Both natural and anthropogenic aerosols affect lightning activity (Westcott, 1995; Altaratz et al., 2010; Wang et al., 2011; Li et al., 2019; Zhao et al., 2020; Sun et al., 2021). High aerosol loading related to volcanic activity is closely correlated with general lightning activity at different timescales (Yuan et al., 2011), and smoke caused by human-made forest fires increases cloud condensation nuclei (CCN) concentrations during the Amazon dry season, invigorating the electrical activity in the low aerosol loading environment (Altaratz et al., 2010). Weekly cycles in lightning activity are also observed (Bell et al., 2009) and are consistent with cycles in precipitation over the southeastern USA (Bell et al., 2008). This apparent weekly cycle in afternoon lightning activity, peaking on Wednesday and with minima on Saturday and Sunday, can only be explained by aerosol's weekly cycle, given the fact that no significant dynamical or thermal weekly cycle is observed. Enhanced lightning activity is observed over two of the world's busiest shipping lanes in the Indian Ocean and the South China Sea, which cannot be explained by meteorological factors and is therefore likely due to aerosol particles emitted from the ship engines (Thornton et al., 2017). Wang et al. (2018) found that the type of aerosol affects lightning formation with much higher flash rates in moist central Africa than dry northern Africa. In both regions, the lightning flash rate changes with aerosol optical depth in a boomerang shape: first increasing with aerosol optical depth up to approximately 0.3 and then decreasing for dust and flattening for smoke aerosols.

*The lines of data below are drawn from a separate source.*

// File: src/editing.rs
use crate::core::types::AliasTable;
use crate::error::Result;
use crate::persistence::AliasStore;

/// Administrative edits to the alias table. The only code that saves it.
pub struct AliasEditor<'a> {
    store: &'a dyn AliasStore,
}

/// Splits a comma-separated variant list, trimming and dropping blanks.
pub fn parse_variants(csv: &str) -> Vec<String> {
    csv.split(',')
        .map(str::trim)
        .filter(|variant| !variant.is_empty())
        .map(str::to_string)
        .collect()
}

impl<'a> AliasEditor<'a> {
    pub fn new(store: &'a dyn AliasStore) -> Self {
        Self { store }
    }

    /// Adds `name`, or replaces its variants in place if it already exists.
    /// A blank name or an empty variant list leaves the table untouched.
    pub fn add_entry(&self, name: &str, variants_csv: &str) -> Result<AliasTable> {
        let mut table = self.store.load()?.table;
        let name = name.trim();
        let variants = parse_variants(variants_csv);
        if name.is_empty() || variants.is_empty() {
            log::warn!("Ignoring alias entry with blank name or no variants");
            return Ok(table);
        }

        table.insert(name.to_string(), variants);
        self.store.save(&table)?;
        Ok(table)
    }

    /// Rebuilds the whole table from `(name, variants_csv)` rows, in row order.
    /// Rows with a blank name or no variants are dropped.
    pub fn replace_all<'r, I>(&self, rows: I) -> Result<AliasTable>
    where
        I: IntoIterator<Item = (&'r str, &'r str)>,
    {
        let mut table = AliasTable::new();
        for (name, variants_csv) in rows {
            let name = name.trim();
            let variants = parse_variants(variants_csv);
            if !name.is_empty() && !variants.is_empty() {
                table.insert(name.to_string(), variants);
            }
        }
        self.store.save(&table)?;
        Ok(table)
    }

    /// Removes `name`, keeping the order of the remaining entries.
    /// Returns whether anything was removed.
    pub fn remove_entry(&self, name: &str) -> Result<bool> {
        let mut table = self.store.load()?.table;
        if table.shift_remove(name.trim()).is_none() {
            return Ok(false);
        }
        self.store.save(&table)?;
        Ok(true)
    }
}

#[cfg(test)]
mod tests {
    use super::*;
    use crate::persistence::MemoryAliasStore;

    fn seeded() -> MemoryAliasStore {
        let mut table = AliasTable::new();
        table.insert("tomato".into(), vec!["tomato".into()]);
        table.insert("basil".into(), vec!["basil".into()]);
        MemoryAliasStore::new(table)
    }

    #[test]
    fn parses_comma_separated_variants() {
        assert_eq!(parse_variants(" a, b ,,c ,"), vec!["a", "b", "c"]);
        assert!(parse_variants(" , ").is_empty());
    }

    #[test]
    fn add_replaces_existing_entry_in_place() {
        let store = seeded();
        let table = AliasEditor::new(&store)
            .add_entry(" tomato ", "tomato, roma tomato")
            .unwrap();

        let keys: Vec<_> = table.keys().cloned().collect();
        assert_eq!(keys, vec!["tomato", "basil"]);
        assert_eq!(table["tomato"], vec!["tomato", "roma tomato"]);
        assert_eq!(store.load().unwrap().version, 1);
    }

    #[test]
    fn add_appends_new_entry() {
        let store = seeded();
        let table = AliasEditor::new(&store).add_entry("lime", "lime, key lime").unwrap();
        assert_eq!(table.keys().last().map(String::as_str), Some("lime"));
    }

    #[test]
    fn add_with_blank_fields_does_not_save() {
        let store = seeded();
        let editor = AliasEditor::new(&store);
        editor.add_entry("", "x").unwrap();
        editor.add_entry("lime", " , ").unwrap();
        assert_eq!(store.load().unwrap().version, 0);
    }

    #[test]
    fn replace_all_skips_incomplete_rows() {
        let store = seeded();
        let table = AliasEditor::new(&store)
            .replace_all([("lime", "lime"), ("", "orphan"), ("mint", "  "), ("sage", "sage, salvia")])
            .unwrap();

        let keys: Vec<_> = table.keys().cloned().collect();
        assert_eq!(keys, vec!["lime", "sage"]);
        assert_eq!(store.load().unwrap().table, table);
    }

    #[test]
    fn remove_keeps_order_of_the_rest() {
        let mut table = AliasTable::new();
        for name in ["a", "b", "c"] {
            table.insert(name.into(), vec![name.into()]);
        }
        let store = MemoryAliasStore::new(table);
        let editor = AliasEditor::new(&store);

        assert!(editor.remove_entry("b").unwrap());
        assert!(!editor.remove_entry("zzz").unwrap());
        let keys: Vec<_> = store.load().unwrap().table.keys().cloned().collect();
        assert_eq!(keys, vec!["a", "c"]);
    }
}
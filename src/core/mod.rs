pub mod engine;
pub mod index;
pub mod normalize;
pub mod suggest;
pub mod types;
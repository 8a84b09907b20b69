use std::path::{Path, PathBuf};

use serde::{Deserialize, Serialize};

use crate::error::{FlavorError, Result};

/// Environment variable that overrides the data directory.
pub const DATA_DIR_ENV: &str = "FLAVOR_FINDER_DATA_DIR";

/// Top-level application configuration.
#[derive(Debug, Clone, Serialize, Deserialize)]
#[serde(default)]
pub struct AppConfig {
    pub data: DataConfig,
    pub matching: MatchConfig,
    /// One of error, warn, info, debug, trace.
    pub log_level: String,
}

/// Where the JSON tables live.
#[derive(Debug, Clone, Serialize, Deserialize)]
#[serde(default)]
pub struct DataConfig {
    /// Override the default data directory.
    pub data_dir: Option<PathBuf>,
    pub flavor_file: String,
    pub ingredient_file: String,
    pub alias_file: String,
}

/// Cutoffs and result caps for the fuzzy stages.
#[derive(Debug, Clone, PartialEq, Serialize, Deserialize)]
#[serde(default)]
pub struct MatchConfig {
    /// Fuzzy flavor lookup.
    pub flavor_cutoff: f64,
    pub flavor_limit: usize,
    /// Fuzzy alias lookup. Stricter, since a wrong alias resolves silently.
    pub alias_cutoff: f64,
    /// "Did you mean" candidates for ingredients.
    pub suggestion_cutoff: f64,
    pub suggestion_limit: usize,
}

impl Default for AppConfig {
    fn default() -> Self {
        Self {
            data: DataConfig::default(),
            matching: MatchConfig::default(),
            log_level: "info".to_string(),
        }
    }
}

impl Default for DataConfig {
    fn default() -> Self {
        Self {
            data_dir: None,
            flavor_file: "flavor_to_ingredients.json".to_string(),
            ingredient_file: "ingredient_to_flavors.json".to_string(),
            alias_file: "ingredient_aliases.json".to_string(),
        }
    }
}

impl Default for MatchConfig {
    fn default() -> Self {
        Self {
            flavor_cutoff: 0.5,
            flavor_limit: 5,
            alias_cutoff: 0.6,
            suggestion_cutoff: 0.5,
            suggestion_limit: 5,
        }
    }
}

impl MatchConfig {
    pub fn validate(&self) -> Result<()> {
        for (name, cutoff) in [
            ("flavor_cutoff", self.flavor_cutoff),
            ("alias_cutoff", self.alias_cutoff),
            ("suggestion_cutoff", self.suggestion_cutoff),
        ] {
            if !(0.0..=1.0).contains(&cutoff) {
                return Err(FlavorError::InvalidConfig(format!(
                    "{name} must be within [0, 1], got {cutoff}"
                )));
            }
        }
        if self.flavor_limit == 0 || self.suggestion_limit == 0 {
            return Err(FlavorError::InvalidConfig(
                "flavor_limit and suggestion_limit must be at least 1".to_string(),
            ));
        }
        Ok(())
    }
}

impl AppConfig {
    /// Load configuration from `~/.config/flavor-finder/config.toml`.
    /// Returns `Default` if the file is missing or unparseable.
    pub fn load() -> Self {
        let mut config = Self::load_from(&Self::config_path());
        if let Some(dir) = std::env::var_os(DATA_DIR_ENV) {
            config.data.data_dir = Some(PathBuf::from(dir));
        }
        config
    }

    pub fn load_from(config_path: &Path) -> Self {
        match std::fs::read_to_string(config_path) {
            Ok(contents) => match toml::from_str(&contents) {
                Ok(config) => {
                    log::info!("Loaded config from {}", config_path.display());
                    config
                }
                Err(e) => {
                    log::warn!(
                        "Failed to parse config at {}: {e}; using defaults",
                        config_path.display()
                    );
                    Self::default()
                }
            },
            Err(_) => {
                log::debug!(
                    "No config file at {}; using defaults",
                    config_path.display()
                );
                Self::default()
            }
        }
    }

    /// Resolved data directory (override or `./data`).
    pub fn data_dir(&self) -> PathBuf {
        self.data
            .data_dir
            .clone()
            .unwrap_or_else(|| PathBuf::from("data"))
    }

    pub fn flavor_path(&self) -> PathBuf {
        self.data_dir().join(&self.data.flavor_file)
    }

    pub fn ingredient_path(&self) -> PathBuf {
        self.data_dir().join(&self.data.ingredient_file)
    }

    pub fn alias_path(&self) -> PathBuf {
        self.data_dir().join(&self.data.alias_file)
    }

    fn config_path() -> PathBuf {
        dirs::config_dir()
            .map(|d| d.join("flavor-finder").join("config.toml"))
            .unwrap_or_else(|| PathBuf::from("config.toml"))
    }
}
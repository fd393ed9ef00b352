//! Delete command implementation - companion deletion set for one attribute

use anyhow::{Context, Result};
use rtd_hypergraph::{propagate_costs, select_deletion_set, Cost, DeletionSet};
use serde::Serialize;

use crate::cli::{DeleteArgs, GlobalArgs, OutputFormat};
use crate::commands::common::{
    braced, load_builder, load_config, print_json, resolve_target_attribute, ReportHeader,
};

#[derive(Serialize)]
struct DeleteReport<'a> {
    #[serde(flatten)]
    header: ReportHeader<'a>,
    target_cost: Cost,
    deletion: &'a DeletionSet,
}

/// Execute the delete command
pub fn execute(args: &DeleteArgs, global: &GlobalArgs) -> Result<()> {
    let config = load_config(global)?;
    let target = resolve_target_attribute(args.attribute.as_deref(), &config)?;

    let graph = load_builder(&config)?.build()?;
    let costs = propagate_costs(&graph);
    let deletion = select_deletion_set(&graph, &costs, &target)
        .with_context(|| format!("Cannot select a deletion set for '{}'", target))?;

    match args.output {
        OutputFormat::Json => print_json(&DeleteReport {
            header: ReportHeader::new(&config),
            target_cost: costs.cost_of(&target),
            deletion: &deletion,
        })?,
        OutputFormat::Table => {
            ReportHeader::new(&config).print();
            println!(
                "Target attribute: {} (cost {})",
                deletion.target(),
                costs.cost_of(&target)
            );
            println!("Deletion set:     {}", braced(deletion.attributes()));

            if deletion.companions().is_empty() {
                println!("\nNo companion deletions selected.");
            } else {
                println!("\n{} companion deletion(s):", deletion.companions().len());
                for attribute in deletion.companions() {
                    println!("  {} (cost {})", attribute, costs.cost_of(attribute));
                }
            }

            if !deletion.is_fully_explained() {
                println!(
                    "\nNo further explanation available for: {}",
                    braced(deletion.unexplained())
                );
            }
        }
    }

    Ok(())
}
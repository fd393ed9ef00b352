use super::*;
use rtd_core::parse_triples;

fn names(attrs: &[rtd_core::Attribute]) -> Vec<&str> {
    attrs.iter().map(|a| a.as_str()).collect()
}

fn cell_names(cells: &[Cell]) -> Vec<String> {
    cells.iter().map(|c| c.to_string()).collect()
}

#[test]
fn test_two_attribute_constraint_yields_two_rules() {
    let constraints = parse_triples(&[&[
        ("t1.education", "==", "t2.education"),
        ("t1.education_num", "!=", "t2.education_num"),
    ]])
    .unwrap();
    let graph = HypergraphBuilder::new(constraints).build().unwrap();

    assert_eq!(graph.rules().len(), 2);
    assert_eq!(names(graph.rules()[0].tail()), vec!["education_num"]);
    assert_eq!(names(graph.rules()[0].head()), vec!["education"]);
    assert_eq!(names(graph.rules()[1].tail()), vec!["education"]);
    assert_eq!(names(graph.rules()[1].head()), vec!["education_num"]);
    assert!(graph.leaves().is_empty());
}

#[test]
fn test_three_attribute_constraint_yields_permutation_rules() {
    let constraints = parse_triples(&[&[
        ("t1.a", "==", "t2.a"),
        ("t1.b", "==", "t2.b"),
        ("t1.c", "!=", "t2.c"),
    ]])
    .unwrap();
    let graph = HypergraphBuilder::new(constraints).build().unwrap();

    let rendered: Vec<String> = graph.rules().iter().map(|r| r.to_string()).collect();
    assert_eq!(
        rendered,
        vec!["{b, c} -> {a}", "{a, c} -> {b}", "{a, b} -> {c}"]
    );
}

#[test]
fn test_single_local_attribute_skipped_but_kept_in_universe() {
    let constraints = parse_triples(&[
        &[("t1.age", "<", "t2.age")],
        &[("t1.sex", "!=", "t2.sex"), ("t1.race", "==", "t2.race")],
    ])
    .unwrap();
    let graph = HypergraphBuilder::new(constraints).build().unwrap();

    assert_eq!(graph.rules().len(), 2);
    assert!(graph.contains("age"));
    assert!(graph.is_leaf("age"));
    assert!(!graph.is_leaf("sex"));
}

#[test]
fn test_only_primary_tuple_var_contributes_rules() {
    // t2.fnlwgt is only referenced on the second tuple
    let constraints = parse_triples(&[&[
        ("t1.age", "==", "t2.age"),
        ("t1.sex", "==", "t2.fnlwgt"),
    ]])
    .unwrap();
    let graph = HypergraphBuilder::new(constraints).build().unwrap();

    assert!(!graph.contains("fnlwgt"));
    assert_eq!(graph.all_attributes().len(), 2);
}

/// Rules as sorted `(tail, head)` name pairs
fn rule_set(graph: &DependencyHypergraph) -> Vec<(Vec<String>, Vec<String>)> {
    let mut rules: Vec<(Vec<String>, Vec<String>)> = graph
        .rules()
        .iter()
        .map(|rule| {
            let mut tail: Vec<String> = rule.tail().iter().map(|a| a.to_string()).collect();
            tail.sort();
            let head = rule.head().iter().map(|a| a.to_string()).collect();
            (tail, head)
        })
        .collect();
    rules.sort();
    rules
}

#[test]
fn test_rules_ignore_predicate_order() {
    let forward = parse_triples(&[&[("t1.a", "==", "t2.a"), ("t2.b", "==", "t2.c")]]).unwrap();
    let reversed = parse_triples(&[&[("t2.b", "==", "t2.c"), ("t1.a", "==", "t2.a")]]).unwrap();

    let forward = HypergraphBuilder::new(forward).build().unwrap();
    let reversed = HypergraphBuilder::new(reversed).build().unwrap();

    assert!(forward.rules().is_empty());
    assert_eq!(rule_set(&forward), rule_set(&reversed));
    assert_eq!(forward.all_attributes(), reversed.all_attributes());
    assert_eq!(forward.all_attributes().len(), 1);
}

#[test]
fn test_rules_ignore_predicate_order_with_several_attributes() {
    let forward = parse_triples(&[&[
        ("t1.age", "<", "t2.age"),
        ("t1.sex", "==", "t2.sex"),
        ("t1.race", "==", "t1.sex"),
    ]])
    .unwrap();
    let reversed = parse_triples(&[&[
        ("t1.race", "==", "t1.sex"),
        ("t1.sex", "==", "t2.sex"),
        ("t1.age", "<", "t2.age"),
    ]])
    .unwrap();

    let forward = HypergraphBuilder::new(forward).build().unwrap();
    let reversed = HypergraphBuilder::new(reversed).build().unwrap();

    assert_eq!(forward.rules().len(), 3);
    assert_eq!(rule_set(&forward), rule_set(&reversed));
}

#[test]
fn test_constraint_without_primary_tuple_var_emits_nothing() {
    let constraints = parse_triples(&[&[("t2.x", "==", "t2.y")]]).unwrap();
    let graph = HypergraphBuilder::new(constraints).build().unwrap();

    assert!(graph.rules().is_empty());
    assert!(graph.all_attributes().is_empty());
}

#[test]
fn test_with_tuple_var_selects_other_tuple() {
    let constraints = parse_triples(&[&[("t2.x", "==", "t2.y")]]).unwrap();
    let builder = HypergraphBuilder::new(constraints).with_tuple_var(TupleVar::new("t2"));
    assert_eq!(builder.tuple_var(), "t2");

    let graph = builder.build().unwrap();
    assert_eq!(graph.rules().len(), 2);
    assert!(graph.contains("x"));
    assert!(graph.contains("y"));
}

#[test]
fn test_partition_boundary_and_internal() {
    let constraints = parse_triples(&[
        &[("t1.age", "==", "t2.age"), ("t1.sex", "!=", "t2.sex")],
        &[("t1.capital_gain", ">", "t1.capital_loss")],
    ])
    .unwrap();
    let partition = HypergraphBuilder::new(constraints).partition();

    assert_eq!(partition.boundary_edges().len(), 1);
    assert_eq!(
        cell_names(&partition.boundary_edges()[0]),
        vec!["t1.age", "t2.age", "t1.sex", "t2.sex"]
    );
    assert_eq!(partition.internal_edges().len(), 1);
    assert_eq!(
        cell_names(&partition.internal_edges()[0]),
        vec!["t1.capital_gain", "t1.capital_loss"]
    );

    assert_eq!(partition.boundary_cells().len(), 4);
    assert!(partition.is_boundary(&Cell::parse("t2.sex").unwrap()));
    assert!(!partition.is_boundary(&Cell::parse("t1.capital_gain").unwrap()));
    assert_eq!(partition.cells().len(), 6);
    assert!(partition.contains(&Cell::parse("t1.capital_loss").unwrap()));
}

#[test]
fn test_builder_from_config() {
    let yaml = r#"
name: from_config
constraints:
  - - [t1.capital_gain, ">", t2.capital_gain]
    - [t1.capital_loss, ">", t2.capital_loss]
"#;
    let config: Config = serde_yaml::from_str(yaml).unwrap();
    let builder = HypergraphBuilder::from_config(&config).unwrap();
    assert_eq!(builder.constraints().len(), 1);
    assert_eq!(builder.tuple_var(), "t1");
    assert_eq!(builder.build().unwrap().rules().len(), 2);
}

#[test]
fn test_builder_from_config_uses_target_tuple_var() {
    let yaml = r#"
name: from_config
target:
  attribute: email
  tuple_var: s
constraints:
  - - [s.email, "==", r.email]
    - [s.phone, "!=", r.phone]
"#;
    let config: Config = serde_yaml::from_str(yaml).unwrap();
    let builder = HypergraphBuilder::from_config(&config).unwrap();
    assert_eq!(builder.tuple_var(), "s");

    let graph = builder.build().unwrap();
    assert_eq!(graph.rules().len(), 2);
    assert!(graph.contains("email"));
    assert!(graph.contains("phone"));
}

#[test]
fn test_builder_from_config_propagates_malformed_constraint() {
    let yaml = r#"
name: broken
constraints:
  - - [capital_gain, ">", t2.capital_gain]
"#;
    let config: Config = serde_yaml::from_str(yaml).unwrap();
    let err = HypergraphBuilder::from_config(&config).unwrap_err();
    assert!(matches!(
        err,
        crate::GraphError::Core(rtd_core::CoreError::MalformedConstraint { .. })
    ));
}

There are two types of lightning flashes: cloud-to-ground (CG) flashes and intracloud (IC) flashes. Many approaches have been used to predict flash types, which involve complicated interactions between atmospheric processes. For example, a new prognostic variable, potential electrical energy, is introduced to the Weather Research and Forecasting (WRF) cloud-resolving model to predict the dynamic contribution of the grid-scale-resolved microphysical and vertical velocity fields, so that it can be used to predict both CG and IC flashes in convection-allowing forecasts (Lynn et al., 2012). Using observations, the product of CAPE and precipitation explains 77 % of the variance in the time series of the total CG flashes over the contiguous United States (Romps et al., 2014). Therefore, Tippett and Koshak (2018) used the product of CAPE and rain rate as a proxy to predict CG lightning over the US and to produce CG lightning threat forecasts.

Today, lightning prediction remains challenging because lightning production is stochastic, involving microphysical and thermodynamic processes. In recent years, machine-learning-(ML)-based predicting or nowcasting of lightning occurrence has become popular. A four-parameter model based on four commonly available surface weather variables (air pressure at station level, air temperature, relative humidity and wind speed) developed by Mostajabi et al. (2019) has considerable predictive skill for lightning occurrence and produces warnings for lead times of up to 30 min. The importance of the input variables in this model fits with the generally accepted physical understanding of surface processes driving thunderstorms. CG lightning damages infrastructure, leads to loss of life and ignites forest fires (Cooper and Holle, 2019). Therefore, ML-based prediction of CG lightning is increasing. For example, La Fata et al. (2021) used ML to nowcast the spatial distribution of CG flashes, while He and Loboda (2020) used a ML algorithm based on a WRF simulation to predict CG lighting over the Alaskan tundra.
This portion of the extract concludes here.